Nos últimos anos, o exército das sombras da CIA se fundiu no que Ian Shaw e Majed Akhter descreveram de forma memorável como The Dronification of State Violence , um artigo seminal publicado no jornal Critical Asian Studies em 2014 (para download aqui ).

Shaw e Akhter definem o processo alarmante e contínuo de dronificação como: “a transferência do poder soberano dos militares uniformizados para a CIA e as Forças Especiais; transformações técnico-políticas realizadas pelo drone Predator; a burocratização da cadeia de matar; e a individualização do alvo. ”

Isso equivale, argumentam os autores, ao que Hannah Arendt definiu como "governo de ninguém". Ou, na verdade, por alguém agindo além de quaisquer regras.

O resultado final tóxico no Afeganistão foi o casamento entre o exército das sombras da CIA e a dronificação. O Taleban pode estar disposto a estender uma anistia geral e não a exigir vingança. Mas perdoar aqueles que se envolveram em uma onda de assassinatos como parte do arranjo de casamento pode ser um passo longe demais para o código pashtunwali.

O acordo de Doha de fevereiro de 2020 entre Washington e o Taleban não diz absolutamente nada sobre o exército sombra da CIA.

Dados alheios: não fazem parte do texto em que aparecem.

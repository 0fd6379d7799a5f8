//! PostgreSQL repository adapter.

use async_trait::async_trait;
use sqlx::PgPool;

use payments_types::{NewPayment, Payment, PaymentId, PaymentRepository, RepoError};

use crate::types::DbPayment;

// ─────────────────────────────────────────────────────────────────────────────
// PostgreSQL Repository
// ─────────────────────────────────────────────────────────────────────────────

/// PostgreSQL repository.
///
/// Amounts live in a `NUMERIC` column, so no precision is lost in storage.
pub struct PostgresRepo {
    pool: PgPool,
}

/// Executes SQL statements from a migration file, splitting by semicolons.
async fn execute_migration(pool: &PgPool, sql: &str, name: &str) -> Result<(), anyhow::Error> {
    for statement in sql.split(';') {
        let stmt = statement.trim();
        if !stmt.is_empty() {
            sqlx::query(stmt)
                .execute(pool)
                .await
                .map_err(|e| anyhow::anyhow!("Migration {} failed: {}", name, e))?;
        }
    }
    Ok(())
}

/// Runs all database migrations.
async fn run_migrations(pool: &PgPool) -> Result<(), anyhow::Error> {
    execute_migration(
        pool,
        include_str!("../migrations/0001_create_payments_pg.sql"),
        "0001",
    )
    .await
}

impl PostgresRepo {
    /// Creates a new PostgreSQL repository with automatic migration.
    pub async fn new(database_url: &str) -> anyhow::Result<Self> {
        let pool = PgPool::connect(database_url).await?;
        run_migrations(&pool).await?;
        Ok(Self { pool })
    }

    /// Returns a reference to the connection pool.
    pub fn pool(&self) -> &PgPool {
        &self.pool
    }
}

#[async_trait]
impl PaymentRepository for PostgresRepo {
    async fn insert(&self, payment: NewPayment) -> Result<Payment, RepoError> {
        // Build the result from the stored row so column rounding is reflected.
        let row: DbPayment = sqlx::query_as(
            r#"INSERT INTO payments (card_number, amount, timestamp) VALUES ($1, $2, $3)
               RETURNING id, card_number, amount, timestamp"#,
        )
        .bind(payment.card_number())
        .bind(payment.amount())
        .bind(payment.timestamp())
        .fetch_one(&self.pool)
        .await
        .map_err(|e| RepoError::Database(e.to_string()))?;

        let payment = row.into_domain();
        tracing::debug!(payment_id = %payment.id, "payment row inserted");

        Ok(payment)
    }

    async fn find_by_id(&self, id: PaymentId) -> Result<Option<Payment>, RepoError> {
        let row: Option<DbPayment> = sqlx::query_as(
            r#"SELECT id, card_number, amount, timestamp FROM payments WHERE id = $1"#,
        )
        .bind(id.as_i64())
        .fetch_optional(&self.pool)
        .await
        .map_err(|e| RepoError::Database(e.to_string()))?;

        Ok(row.map(DbPayment::into_domain))
    }

    async fn find_by_card_number(&self, card_number: &str) -> Result<Vec<Payment>, RepoError> {
        let rows: Vec<DbPayment> = sqlx::query_as(
            r#"SELECT id, card_number, amount, timestamp FROM payments WHERE card_number = $1 ORDER BY id"#,
        )
        .bind(card_number)
        .fetch_all(&self.pool)
        .await
        .map_err(|e| RepoError::Database(e.to_string()))?;

        Ok(rows.into_iter().map(DbPayment::into_domain).collect())
    }

    async fn delete_by_id(&self, id: PaymentId) -> Result<bool, RepoError> {
        let result = sqlx::query(r#"DELETE FROM payments WHERE id = $1"#)
            .bind(id.as_i64())
            .execute(&self.pool)
            .await
            .map_err(|e| RepoError::Database(e.to_string()))?;

        Ok(result.rows_affected() > 0)
    }
}
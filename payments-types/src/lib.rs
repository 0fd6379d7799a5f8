//! # Payments Types
//!
//! Domain types, the cancellation policy and port traits for the payment
//! stop service. This crate has ZERO external IO dependencies - only data
//! structures, business rules, and trait definitions.
//!
//! ## Architecture
//!
//! This crate represents the **innermost core** of the hexagonal architecture:
//! - `domain/` - Pure domain types (Payment, NewPayment, PaymentId) and the stop policy
//! - `ports/` - Trait definitions that adapters must implement (store, clock)
//! - `dto/` - Data Transfer Objects for API boundaries
//! - `error/` - Domain, repository and application error types

pub mod domain;
pub mod dto;
pub mod error;
pub mod ports;

// Re-export commonly used types
pub use domain::{NewPayment, Payment, PaymentId, STOP_AMOUNT_LIMIT, STOP_WINDOW_MINUTES};
pub use dto::*;
pub use error::{AppError, DomainError, RepoError};
pub use ports::{Clock, FixedClock, PaymentRepository, SystemClock};
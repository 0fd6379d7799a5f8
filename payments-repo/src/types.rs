//! Database row types for the SQL adapters.

use sqlx::FromRow;

use payments_types::{Payment, PaymentId};
#[cfg(feature = "sqlite")]
use payments_types::RepoError;

/// Payment row from PostgreSQL.
#[cfg(feature = "postgres")]
#[derive(FromRow)]
pub struct DbPayment {
    pub id: i64,
    pub card_number: String,
    pub amount: rust_decimal::Decimal,
    pub timestamp: chrono::DateTime<chrono::Utc>,
}

#[cfg(feature = "postgres")]
impl DbPayment {
    pub fn into_domain(self) -> Payment {
        Payment::from_parts(
            PaymentId::from_i64(self.id),
            self.card_number,
            self.amount,
            self.timestamp,
        )
    }
}

/// Payment row from SQLite.
///
/// SQLite has no decimal or timestamp type, so the amount is kept as its
/// exact decimal text and the timestamp as RFC 3339 text.
#[cfg(feature = "sqlite")]
#[derive(FromRow)]
pub struct DbSqlitePayment {
    pub id: i64,
    pub card_number: String,
    pub amount: String,
    pub timestamp: String,
}

#[cfg(feature = "sqlite")]
impl DbSqlitePayment {
    pub fn into_domain(self) -> Result<Payment, RepoError> {
        let amount = self
            .amount
            .parse::<rust_decimal::Decimal>()
            .map_err(|e| RepoError::Corrupt(format!("payment {} amount: {}", self.id, e)))?;

        let timestamp = chrono::DateTime::parse_from_rfc3339(&self.timestamp)
            .map_err(|e| RepoError::Corrupt(format!("payment {} timestamp: {}", self.id, e)))?
            .with_timezone(&chrono::Utc);

        Ok(Payment::from_parts(
            PaymentId::from_i64(self.id),
            self.card_number,
            amount,
            timestamp,
        ))
    }
}
//! Payments CLI
//!
//! Command-line interface for the Payments API.

use anyhow::Result;
use clap::{Parser, Subcommand};
use rust_decimal::Decimal;

use payments_client::PaymentsClient;
use payments_types::PaymentId;

#[derive(Parser)]
#[command(name = "payments")]
#[command(author, version, about = "Payments API CLI client", long_about = None)]
struct Cli {
    /// Base URL of the Payments API
    #[arg(
        long,
        env = "PAYMENTS_API_URL",
        default_value = "http://localhost:3000"
    )]
    api_url: String,

    #[command(subcommand)]
    command: Commands,
}

#[derive(Subcommand)]
enum Commands {
    /// Record a new payment
    Accept {
        /// Card number of the paying instrument
        #[arg(long)]
        card: String,
        /// Amount, e.g. 100.00
        #[arg(long)]
        amount: String,
    },
    /// Stop a payment accepted less than 15 minutes ago
    Stop {
        /// Payment ID
        id: String,
    },
    /// List all payments for a card
    List {
        /// Card number
        card: String,
    },
    /// List active payments for a card
    Active {
        /// Card number
        card: String,
    },
    /// Check API health
    Health,
}

fn parse_amount(s: &str) -> Result<Decimal> {
    s.parse()
        .map_err(|_| anyhow::anyhow!("Invalid amount: {}", s))
}

fn parse_payment_id(s: &str) -> Result<PaymentId> {
    s.parse()
        .map_err(|_| anyhow::anyhow!("Invalid payment ID: {}", s))
}

#[tokio::main]
async fn main() -> Result<()> {
    dotenvy::dotenv().ok();

    let cli = Cli::parse();
    let client = PaymentsClient::new(&cli.api_url);

    match cli.command {
        Commands::Health => {
            let healthy = client.health().await?;
            if healthy {
                println!("✓ API is healthy");
            } else {
                println!("✗ API is not healthy");
                std::process::exit(1);
            }
        }

        Commands::Accept { card, amount } => {
            let amount = parse_amount(&amount)?;
            let payment = client.accept_payment(&card, amount).await?;
            println!("{}", serde_json::to_string_pretty(&payment)?);
        }

        Commands::Stop { id } => {
            let id = parse_payment_id(&id)?;
            let message = client.stop_payment(id).await?;
            println!("✓ {}", message);
        }

        Commands::List { card } => {
            let payments = client.payments_by_card(&card).await?;
            println!("{}", serde_json::to_string_pretty(&payments)?);
        }

        Commands::Active { card } => {
            let details = client.active_payments_by_card(&card).await?;
            println!("{}", serde_json::to_string_pretty(&details)?);
        }
    }

    Ok(())
}
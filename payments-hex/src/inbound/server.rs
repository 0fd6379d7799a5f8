//! HTTP Server configuration and startup.

use std::sync::Arc;

use axum::{
    Json, Router,
    routing::{delete, get, post},
};
use tower_http::trace::TraceLayer;
use utoipa::OpenApi;

use payments_types::{Clock, PaymentRepository, SystemClock};

use super::handlers::{self, AppState};
use crate::PaymentService;
use crate::openapi::ApiDoc;

/// HTTP Server for the Payments API.
pub struct HttpServer<R: PaymentRepository, C: Clock = SystemClock> {
    state: Arc<AppState<R, C>>,
    metrics: bool,
}

impl<R: PaymentRepository, C: Clock> HttpServer<R, C> {
    /// Creates a new HTTP server with the given service.
    pub fn new(service: PaymentService<R, C>) -> Self {
        Self {
            state: Arc::new(AppState { service }),
            metrics: false,
        }
    }

    /// Records HTTP metrics through the global OpenTelemetry meter provider.
    pub fn with_metrics(mut self) -> Self {
        self.metrics = true;
        self
    }

    /// Builds the Axum router with all routes.
    pub fn router(&self) -> Router {
        let router = Router::new()
            .route("/health", get(handlers::health))
            .route("/api-docs/openapi.json", get(|| async { Json(ApiDoc::openapi()) }))
            .route("/payments", post(handlers::accept_payment::<R, C>))
            .route("/payments/{id}", delete(handlers::stop_payment::<R, C>))
            .route(
                "/payments/card/{card_number}",
                get(handlers::payments_by_card::<R, C>),
            )
            .route(
                "/payments/active/{card_number}",
                get(handlers::active_payments_by_card::<R, C>),
            );

        let router = if self.metrics {
            router.layer(axum_otel_metrics::HttpMetricsLayerBuilder::new().build())
        } else {
            router
        };

        router
            .layer(TraceLayer::new_for_http())
            .with_state(self.state.clone())
    }

    /// Runs the server on the given address with graceful shutdown.
    pub async fn run(self, addr: &str) -> anyhow::Result<()> {
        let listener = tokio::net::TcpListener::bind(addr).await?;
        tracing::info!("Server listening on {}", listener.local_addr()?);

        axum::serve(listener, self.router())
            .with_graceful_shutdown(shutdown_signal())
            .await?;

        Ok(())
    }
}

async fn shutdown_signal() {
    let ctrl_c = async {
        if let Err(e) = tokio::signal::ctrl_c().await {
            tracing::error!("failed to install Ctrl+C handler: {}", e);
            std::future::pending::<()>().await;
        }
    };

    #[cfg(unix)]
    let terminate = async {
        match tokio::signal::unix::signal(tokio::signal::unix::SignalKind::terminate()) {
            Ok(mut signal) => {
                signal.recv().await;
            }
            Err(e) => {
                tracing::error!("failed to install SIGTERM handler: {}", e);
                std::future::pending::<()>().await;
            }
        }
    };

    #[cfg(not(unix))]
    let terminate = std::future::pending::<()>();

    tokio::select! {
        _ = ctrl_c => {},
        _ = terminate => {},
    }

    tracing::info!("Shutdown signal received, starting graceful shutdown...");
}
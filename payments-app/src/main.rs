//! # Payments Application
//!
//! Binary that wires together all the components:
//! - Load configuration from environment
//! - Initialize logging and (optionally) OpenTelemetry export
//! - Initialize the repository adapter
//! - Create the payment service
//! - Start the HTTP server

mod config;

use opentelemetry::global;
use opentelemetry_otlp::WithExportConfig;
use opentelemetry_sdk::{
    metrics::SdkMeterProvider, propagation::TraceContextPropagator, trace as sdktrace,
};
use tracing_subscriber::{layer::SubscriberExt, util::SubscriberInitExt};

use payments_hex::{PaymentService, inbound::HttpServer};
use payments_repo::build_repo;

use config::{Config, LogFormat};

/// OpenTelemetry providers that must be flushed on exit.
struct Telemetry {
    tracer: sdktrace::Tracer,
    tracer_provider: sdktrace::SdkTracerProvider,
    meter_provider: SdkMeterProvider,
}

fn init_telemetry(endpoint: &str) -> anyhow::Result<Telemetry> {
    global::set_text_map_propagator(TraceContextPropagator::new());

    // Use gRPC exporter with batch processing (non-blocking)
    let span_exporter = opentelemetry_otlp::SpanExporter::builder()
        .with_tonic()
        .with_endpoint(endpoint)
        .build()?;

    let tracer_provider = sdktrace::SdkTracerProvider::builder()
        .with_batch_exporter(span_exporter)
        .build();
    global::set_tracer_provider(tracer_provider.clone());

    let metric_exporter = opentelemetry_otlp::MetricExporter::builder()
        .with_tonic()
        .with_endpoint(endpoint)
        .build()?;

    let meter_provider = SdkMeterProvider::builder()
        .with_periodic_exporter(metric_exporter)
        .build();
    global::set_meter_provider(meter_provider.clone());

    use opentelemetry::trace::TracerProvider as _;
    Ok(Telemetry {
        tracer: tracer_provider.tracer("payments-service"),
        tracer_provider,
        meter_provider,
    })
}

#[tokio::main]
async fn main() -> anyhow::Result<()> {
    // Load environment variables
    dotenvy::dotenv().ok();

    // Load configuration
    let config = Config::from_env()?;

    let telemetry = config
        .otlp_endpoint
        .as_deref()
        .map(init_telemetry)
        .transpose()?;
    let otel_layer = telemetry
        .as_ref()
        .map(|t| tracing_opentelemetry::layer().with_tracer(t.tracer.clone()));

    let (json_layer, pretty_layer) = match config.log_format {
        LogFormat::Json => (Some(tracing_subscriber::fmt::layer().json()), None),
        LogFormat::Pretty => (None, Some(tracing_subscriber::fmt::layer())),
    };

    // Initialize tracing subscriber
    tracing_subscriber::registry()
        .with(
            tracing_subscriber::EnvFilter::try_from_default_env()
                .unwrap_or_else(|_| "info,payments_app=debug,payments_hex=debug".into()),
        )
        .with(json_layer)
        .with(pretty_layer)
        .with(otel_layer)
        .init();

    tracing::info!("Starting payments server on port {}", config.port);

    // Build repository (handles connection and migration)
    let repo = build_repo(&config.database_url).await?;
    tracing::info!("Using {} payment store", repo.backend());

    // Create the payment service
    let service = PaymentService::new(repo);

    // Create and run the HTTP server
    let mut server = HttpServer::new(service);
    if telemetry.is_some() {
        server = server.with_metrics();
    }
    let addr = format!("0.0.0.0:{}", config.port);

    server.run(&addr).await?;

    // Ensure telemetry is flushed before exit
    if let Some(t) = telemetry {
        let _ = t.tracer_provider.shutdown();
        let _ = t.meter_provider.shutdown();
    }
    Ok(())
}
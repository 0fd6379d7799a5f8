//! In-memory repository adapter.
//!
//! Backed by a `DashMap`, so each call is atomic per record. Used for local
//! runs (`DATABASE_URL=memory://`) and for HTTP tests.

use std::sync::atomic::{AtomicI64, Ordering};

use async_trait::async_trait;
use dashmap::DashMap;

use payments_types::{NewPayment, Payment, PaymentId, PaymentRepository, RepoError};

/// In-memory payment store with a monotonically increasing id sequence.
pub struct InMemoryRepo {
    payments: DashMap<PaymentId, Payment>,
    next_id: AtomicI64,
}

impl InMemoryRepo {
    pub fn new() -> Self {
        Self {
            payments: DashMap::new(),
            next_id: AtomicI64::new(1),
        }
    }

    /// Number of stored payments.
    pub fn len(&self) -> usize {
        self.payments.len()
    }

    pub fn is_empty(&self) -> bool {
        self.payments.is_empty()
    }
}

impl Default for InMemoryRepo {
    fn default() -> Self {
        Self::new()
    }
}

#[async_trait]
impl PaymentRepository for InMemoryRepo {
    async fn insert(&self, payment: NewPayment) -> Result<Payment, RepoError> {
        let id = PaymentId::from_i64(self.next_id.fetch_add(1, Ordering::Relaxed));
        let payment = payment.into_payment(id);
        self.payments.insert(id, payment.clone());
        Ok(payment)
    }

    async fn find_by_id(&self, id: PaymentId) -> Result<Option<Payment>, RepoError> {
        Ok(self.payments.get(&id).map(|entry| entry.value().clone()))
    }

    async fn find_by_card_number(&self, card_number: &str) -> Result<Vec<Payment>, RepoError> {
        let mut payments: Vec<Payment> = self
            .payments
            .iter()
            .filter(|entry| entry.card_number == card_number)
            .map(|entry| entry.value().clone())
            .collect();
        payments.sort_by_key(|p| p.id);
        Ok(payments)
    }

    async fn delete_by_id(&self, id: PaymentId) -> Result<bool, RepoError> {
        Ok(self.payments.remove(&id).is_some())
    }
}
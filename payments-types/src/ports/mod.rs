//! Port traits (interfaces for adapters).
//!
//! These are the contracts that adapters must implement.
//! The application layer depends on these traits, not concrete implementations.

mod clock;
mod repository;

pub use clock::{Clock, FixedClock, SystemClock};
pub use repository::PaymentRepository;
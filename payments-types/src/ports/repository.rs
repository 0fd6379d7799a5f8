//! Repository port trait.
//!
//! This is the primary port in our hexagonal architecture.
//! Adapters (Postgres, SQLite, InMemory) will implement this trait.

use crate::domain::{NewPayment, Payment, PaymentId};
use crate::error::RepoError;

/// The payment store.
///
/// Every method is a single atomic unit at the persistence layer. Nothing
/// spans more than one call.
#[async_trait::async_trait]
pub trait PaymentRepository: Send + Sync + 'static {
    /// Persists an accepted payment and assigns its identifier.
    async fn insert(&self, payment: NewPayment) -> Result<Payment, RepoError>;

    /// Gets a payment by ID.
    async fn find_by_id(&self, id: PaymentId) -> Result<Option<Payment>, RepoError>;

    /// Lists every stored payment for a card, in store order. Empty if none.
    async fn find_by_card_number(&self, card_number: &str) -> Result<Vec<Payment>, RepoError>;

    /// Removes a payment. Returns `false` when nothing was deleted.
    async fn delete_by_id(&self, id: PaymentId) -> Result<bool, RepoError>;
}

Portanto, a questão agora é como os derrotados americanos serão capazes de manter ativos de inteligência no Afeganistão para suas proverbiais operações de 'contra-terrorismo'. Um governo liderado pelo Taleban inevitavelmente assumirá o NDS. O que acontece com as milícias é uma questão em aberto. Eles podem ser completamente controlados pelo Taleban. Eles poderiam se separar e eventualmente encontrar novos patrocinadores (sauditas, turcos). Eles poderiam se tornar autônomos e servir ao tesoureiro senhor da guerra mais bem posicionado.

O Taleban pode ser essencialmente uma coleção de senhores da guerra ( jang salar , em dari). Mas o que é certo é que um novo governo simplesmente não permitirá um cenário de terreno baldio de milícias semelhante ao da Líbia. Milhares de mercenários com potencial para se tornarem um ersatz do ISIS-Khorasan, ameaçando a entrada do Afeganistão no processo de integração da Eurásia, precisam ser domesticados. Burns sabe disso, Baradar sabe - enquanto a opinião pública ocidental nada sabe.